Dr. Michael Ochs (Mathematics and Statistics) is a computational statistician specializing in the analysis of biological systems. He completed his baccalaureate degree in chemistry at Haverford College, his masters degree in Celtic Languages and Literatures at Harvard University, and earned his Ph.D. from Brandeis University in Physics with a research focus on observational extragalactic radioastronomy and the determination of magnetic fields in quasars. He spent 10 years at the Fox Chase Cancer Center developing Bayesian statistical methods for handling high-throughput biological data before joining the Department of Oncology at Johns Hopkins University. For the last seven years as an Associate Professor at Johns Hopkins, he has focused on the development of statistical methods integrating prior biological knowledge and diverse high-throughput molecular measurements to elucidate cell signaling processes in cancer, including determination of specific molecular aberrations driving cancer growth and on- and off-target effects of cancer therapeutics. He has published over 50 peer-reviewed papers and has served as Principal Investigator on four grants from the National Institutes of Health (NIH), including an ongoing R01, as well as Co-Investigator on numerous NIH-funded efforts. He serves as an Associate Editor at BMC Bioinformatics and at Frontiers in Bioinformatics and Computational Biology.
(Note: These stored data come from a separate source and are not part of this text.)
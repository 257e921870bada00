//! blstrs-backed driver for BLS12-381.
//!
//! Provides [`BlstBls12`] together with the wrapped group types
//! [`BlstG1`], [`BlstG2`] and [`BlstGt`]. Point encodings are the ZCash
//! format produced by blstrs; target-group elements are written as the
//! twelve Fp coefficients of the tower, highest first, big-endian.
//!
//! # Feature
//!
//! Compiled when the Cargo feature `blst` is enabled.

use std::sync::OnceLock;

use blst::{blst_fp, blst_fp12, blst_fp12_in_group, blst_fp_from_lendian, blst_lendian_from_fp};
use blstrs::{
    Bls12, G1Affine, G1Projective, G2Affine, G2Prepared, G2Projective, Gt, Scalar,
};
use group::{prime::PrimeCurveAffine, Curve, Group};
use num_bigint::BigUint;
use pairing::{MillerLoopResult as PairingMillerLoopResult, MultiMillerLoop};

use crate::backend::{expect_len, field_order, CurvePoint, Driver, FieldElement, TargetGroup};
use crate::config::{BackendConfig, BackendId, CurveId};
use crate::errors::BackendError;

const FP_BYTES: usize = 48;
const GT_BYTES: usize = 12 * FP_BYTES;

impl FieldElement for Scalar {
    fn zero() -> Self {
        <Scalar as ff::Field>::ZERO
    }

    fn one() -> Self {
        <Scalar as ff::Field>::ONE
    }

    fn from_u64(value: u64) -> Self {
        Scalar::from(value)
    }

    fn negate(&self) -> Self {
        -*self
    }

    fn to_be_bytes(&self) -> [u8; 32] {
        self.to_bytes_be()
    }

    fn from_be_bytes(bytes: &[u8]) -> Result<Self, BackendError> {
        expect_len("scalar", bytes, 32)?;
        let mut repr = [0u8; 32];
        repr.copy_from_slice(bytes);
        Option::<Scalar>::from(Scalar::from_bytes_be(&repr))
            .ok_or(BackendError::Decoding("scalar is not reduced"))
    }
}

#[derive(Clone, Copy, Debug, PartialEq)]
pub struct BlstG1(pub G1Projective);

#[derive(Clone, Copy, Debug, PartialEq)]
pub struct BlstG2(pub G2Projective);

#[derive(Clone, Copy, Debug, PartialEq)]
pub struct BlstGt(pub Gt);

fn ensure_dst(dst: &[u8]) -> Result<(), BackendError> {
    if dst.is_empty() {
        return Err(BackendError::HashToGroup("empty domain separation tag"));
    }
    Ok(())
}

impl CurvePoint<Scalar> for BlstG1 {
    const UNCOMPRESSED_BYTES: usize = 2 * FP_BYTES;
    const COMPRESSED_BYTES: usize = FP_BYTES;

    fn identity() -> Self {
        BlstG1(G1Projective::identity())
    }

    fn generator() -> Self {
        BlstG1(G1Projective::generator())
    }

    fn is_identity(&self) -> bool {
        bool::from(self.0.is_identity())
    }

    fn add(&self, other: &Self) -> Self {
        BlstG1(self.0 + other.0)
    }

    fn sub(&self, other: &Self) -> Self {
        BlstG1(self.0 - other.0)
    }

    fn negate(&self) -> Self {
        BlstG1(-self.0)
    }

    fn double(&self) -> Self {
        BlstG1(self.0.double())
    }

    fn mul_scalar(&self, scalar: &Scalar) -> Self {
        BlstG1(self.0 * scalar)
    }

    fn multi_scalar_multiplication(points: &[Self], scalars: &[Scalar]) -> Result<Self, BackendError> {
        if points.len() != scalars.len() {
            return Err(BackendError::Math("msm length mismatch"));
        }
        if points.is_empty() {
            return Ok(Self::identity());
        }
        let projectives: Vec<G1Projective> = points.iter().map(|p| p.0).collect();
        Ok(BlstG1(G1Projective::multi_exp(&projectives, scalars)))
    }

    fn to_uncompressed(&self) -> Vec<u8> {
        self.0.to_uncompressed().to_vec()
    }

    fn to_compressed(&self) -> Vec<u8> {
        self.0.to_compressed().to_vec()
    }

    fn from_uncompressed(bytes: &[u8]) -> Result<Self, BackendError> {
        expect_len("g1", bytes, Self::UNCOMPRESSED_BYTES)?;
        let mut repr = [0u8; 2 * FP_BYTES];
        repr.copy_from_slice(bytes);
        Option::<G1Affine>::from(G1Affine::from_uncompressed(&repr))
            .map(|p| BlstG1(p.to_curve()))
            .ok_or(BackendError::Decoding("invalid g1 point"))
    }

    fn from_compressed(bytes: &[u8]) -> Result<Self, BackendError> {
        expect_len("compressed g1", bytes, Self::COMPRESSED_BYTES)?;
        let mut repr = [0u8; FP_BYTES];
        repr.copy_from_slice(bytes);
        Option::<G1Affine>::from(G1Affine::from_compressed(&repr))
            .map(|p| BlstG1(p.to_curve()))
            .ok_or(BackendError::Decoding("invalid compressed g1 point"))
    }

    fn hash_to_curve(msg: &[u8], dst: &[u8]) -> Result<Self, BackendError> {
        ensure_dst(dst)?;
        let point = G1Projective::hash_to_curve(msg, dst, &[]);
        if bool::from(point.is_identity()) {
            return Err(BackendError::HashToGroup("hashed to the identity"));
        }
        Ok(BlstG1(point))
    }
}

impl CurvePoint<Scalar> for BlstG2 {
    const UNCOMPRESSED_BYTES: usize = 4 * FP_BYTES;
    const COMPRESSED_BYTES: usize = 2 * FP_BYTES;

    fn identity() -> Self {
        BlstG2(G2Projective::identity())
    }

    fn generator() -> Self {
        BlstG2(G2Projective::generator())
    }

    fn is_identity(&self) -> bool {
        bool::from(self.0.is_identity())
    }

    fn add(&self, other: &Self) -> Self {
        BlstG2(self.0 + other.0)
    }

    fn sub(&self, other: &Self) -> Self {
        BlstG2(self.0 - other.0)
    }

    fn negate(&self) -> Self {
        BlstG2(-self.0)
    }

    fn double(&self) -> Self {
        BlstG2(self.0.double())
    }

    fn mul_scalar(&self, scalar: &Scalar) -> Self {
        BlstG2(self.0 * scalar)
    }

    fn multi_scalar_multiplication(points: &[Self], scalars: &[Scalar]) -> Result<Self, BackendError> {
        if points.len() != scalars.len() {
            return Err(BackendError::Math("msm length mismatch"));
        }
        if points.is_empty() {
            return Ok(Self::identity());
        }
        let projectives: Vec<G2Projective> = points.iter().map(|p| p.0).collect();
        Ok(BlstG2(G2Projective::multi_exp(&projectives, scalars)))
    }

    fn to_uncompressed(&self) -> Vec<u8> {
        self.0.to_uncompressed().to_vec()
    }

    fn to_compressed(&self) -> Vec<u8> {
        self.0.to_compressed().to_vec()
    }

    fn from_uncompressed(bytes: &[u8]) -> Result<Self, BackendError> {
        expect_len("g2", bytes, Self::UNCOMPRESSED_BYTES)?;
        let mut repr = [0u8; 4 * FP_BYTES];
        repr.copy_from_slice(bytes);
        Option::<G2Affine>::from(G2Affine::from_uncompressed(&repr))
            .map(|p| BlstG2(p.to_curve()))
            .ok_or(BackendError::Decoding("invalid g2 point"))
    }

    fn from_compressed(bytes: &[u8]) -> Result<Self, BackendError> {
        expect_len("compressed g2", bytes, Self::COMPRESSED_BYTES)?;
        let mut repr = [0u8; 2 * FP_BYTES];
        repr.copy_from_slice(bytes);
        Option::<G2Affine>::from(G2Affine::from_compressed(&repr))
            .map(|p| BlstG2(p.to_curve()))
            .ok_or(BackendError::Decoding("invalid compressed g2 point"))
    }

    fn hash_to_curve(msg: &[u8], dst: &[u8]) -> Result<Self, BackendError> {
        ensure_dst(dst)?;
        let point = G2Projective::hash_to_curve(msg, dst, &[]);
        if bool::from(point.is_identity()) {
            return Err(BackendError::HashToGroup("hashed to the identity"));
        }
        Ok(BlstG2(point))
    }
}

impl TargetGroup for BlstGt {
    type Scalar = Scalar;

    const BYTES: usize = GT_BYTES;

    fn identity() -> Self {
        BlstGt(Gt::identity())
    }

    fn is_identity(&self) -> bool {
        bool::from(self.0.is_identity())
    }

    fn combine(&self, other: &Self) -> Self {
        BlstGt(self.0 + other.0)
    }

    fn invert(&self) -> Self {
        BlstGt(-self.0)
    }

    fn mul_scalar(&self, scalar: &Scalar) -> Self {
        BlstGt(self.0 * scalar)
    }

    fn to_bytes(&self) -> Vec<u8> {
        // SAFETY: `Gt` is a transparent wrapper around `blst_fp12`.
        let fp12: blst_fp12 = unsafe { std::mem::transmute::<Gt, blst_fp12>(self.0) };
        let mut bytes = Vec::with_capacity(GT_BYTES);
        for fp6 in fp12.fp6.iter() {
            for fp2 in fp6.fp2.iter() {
                for fp in fp2.fp.iter() {
                    let mut le = [0u8; FP_BYTES];
                    unsafe { blst_lendian_from_fp(le.as_mut_ptr(), fp) };
                    bytes.extend_from_slice(&le);
                }
            }
        }
        bytes.reverse();
        bytes
    }

    fn from_bytes(bytes: &[u8]) -> Result<Self, BackendError> {
        expect_len("gt", bytes, GT_BYTES)?;
        if bytes.iter().all(|b| *b == 0) {
            return Err(BackendError::Decoding("gt element is zero"));
        }
        let mut le = bytes.to_vec();
        le.reverse();
        let mut fp12 = blst_fp12::default();
        let mut chunks = le.chunks_exact(FP_BYTES);
        for fp6 in fp12.fp6.iter_mut() {
            for fp2 in fp6.fp2.iter_mut() {
                for fp in fp2.fp.iter_mut() {
                    let chunk = chunks.next().ok_or(BackendError::Decoding("gt coefficient count"))?;
                    let mut limb = blst_fp::default();
                    unsafe { blst_fp_from_lendian(&mut limb, chunk.as_ptr()) };
                    *fp = limb;
                }
            }
        }
        if !unsafe { blst_fp12_in_group(&fp12) } {
            return Err(BackendError::Decoding("gt element outside the order-r subgroup"));
        }
        // SAFETY: see `to_bytes`.
        let element = BlstGt(unsafe { std::mem::transmute::<blst_fp12, Gt>(fp12) });
        if element.to_bytes() != bytes {
            return Err(BackendError::Decoding("gt coefficient is not reduced"));
        }
        Ok(element)
    }
}

/// blstrs driver for BLS12-381.
#[derive(Clone, Copy, Debug, Default)]
pub struct BlstBls12;

impl Driver for BlstBls12 {
    type Scalar = Scalar;
    type G1 = BlstG1;
    type G2 = BlstG2;
    type Target = BlstGt;
    type MillerLoop = <Bls12 as MultiMillerLoop>::Result;

    const CONFIG: BackendConfig = BackendConfig::new(BackendId::Blst, CurveId::Bls12_381);
    const COORDINATE_BYTES: usize = FP_BYTES;

    fn order() -> &'static BigUint {
        static ORDER: OnceLock<BigUint> = OnceLock::new();
        ORDER.get_or_init(field_order::<Scalar>)
    }

    fn miller_loop(g2: &BlstG2, g1: &BlstG1) -> Self::MillerLoop {
        let prepared = G2Prepared::from(g2.0.to_affine());
        Bls12::multi_miller_loop(&[(&g1.0.to_affine(), &prepared)])
    }

    fn multi_miller_loop(g2: &[BlstG2], g1: &[BlstG1]) -> Result<Self::MillerLoop, BackendError> {
        if g1.len() != g2.len() {
            return Err(BackendError::Math("pairing length mismatch"));
        }
        let lhs_proj: Vec<G1Projective> = g1.iter().map(|p| p.0).collect();
        let rhs_proj: Vec<G2Projective> = g2.iter().map(|p| p.0).collect();
        let mut g1_affine = vec![G1Affine::identity(); lhs_proj.len()];
        let mut g2_affine = vec![G2Affine::identity(); rhs_proj.len()];
        G1Projective::batch_normalize(&lhs_proj, &mut g1_affine);
        G2Projective::batch_normalize(&rhs_proj, &mut g2_affine);
        let g2_prepared: Vec<G2Prepared> = g2_affine.into_iter().map(G2Prepared::from).collect();
        let terms: Vec<_> = g1_affine.iter().zip(g2_prepared.iter()).collect();
        Ok(Bls12::multi_miller_loop(&terms))
    }

    fn combine_miller_loops(a: &Self::MillerLoop, b: &Self::MillerLoop) -> Self::MillerLoop {
        *a + *b
    }

    fn final_exponentiation(f: &Self::MillerLoop) -> Result<BlstGt, BackendError> {
        Ok(BlstGt(f.final_exponentiation()))
    }

    fn miller_loop2(p2a: &BlstG2, p1a: &BlstG1, p2b: &BlstG2, p1b: &BlstG1) -> Self::MillerLoop {
        let a = G2Prepared::from(p2a.0.to_affine());
        let b = G2Prepared::from(p2b.0.to_affine());
        Bls12::multi_miller_loop(&[(&p1a.0.to_affine(), &a), (&p1b.0.to_affine(), &b)])
    }
}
Dr. Dimitris Papamichail (Computer Science) is a computer scientist specializing in algorithms and computational biology. He completed his baccalaureate degree in computer engineering and informatics at the University of Patras in Greece, earned his Ph.D. in computer science at Stony Brook University, and has held a position at the University of Miami. His research focuses on practical algorithmic problems, primarily drawn from the life sciences, and is largely driven by collaborations. He is interested in synthetic biology and the design of protein coding sequences with enhanced properties, genomic sequence classification, design and implementation of efficient bioinformatics tools, metaheuristic optimization and game design. He has published in peer-reviewed conference proceedings, journals, and book chapters, and his research has been funded by the National Science Foundation (NSF).